Provided information:
################

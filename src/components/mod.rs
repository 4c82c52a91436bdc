mod balance_card;
mod charts;
mod expense_form;
mod expense_list;
mod header;
mod icons;
mod insights_panel;
mod savings_goal;
mod settings;
mod stat_card;
mod toast;

pub use balance_card::BalanceCard;
pub use charts::ExpenseCharts;
pub use expense_form::ExpenseForm;
pub use expense_list::ExpenseList;
pub use header::Header;
pub use insights_panel::InsightsPanel;
pub use savings_goal::SavingsGoal;
pub use stat_card::{StatCard, StatIcon};
pub use toast::{NoticeAction, NoticeBoard, NoticeKind, Notify, Toasts};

################

Start to finish, transcribe the listing above exactly.

filename src/components/mod.rs
repository 4c82c52a91436bdc
mod balance_card;
mod charts;
mod expense_form;
mod expense_list;
mod header;
mod icons;
mod insights_panel;
mod savings_goal;
mod settings;
mod stat_card;
mod toast;

pub use balance_card::BalanceCard;
pub use charts::ExpenseCharts;
pub use expense_form::ExpenseForm;
pub use expense_list::ExpenseList;
pub use header::Header;
pub use insights_panel::InsightsPanel;
pub use savings_goal::SavingsGoal;
pub use stat_card::{StatCard, StatIcon};
pub use toast::{NoticeAction, NoticeBoard, NoticeKind, Notify, Toasts};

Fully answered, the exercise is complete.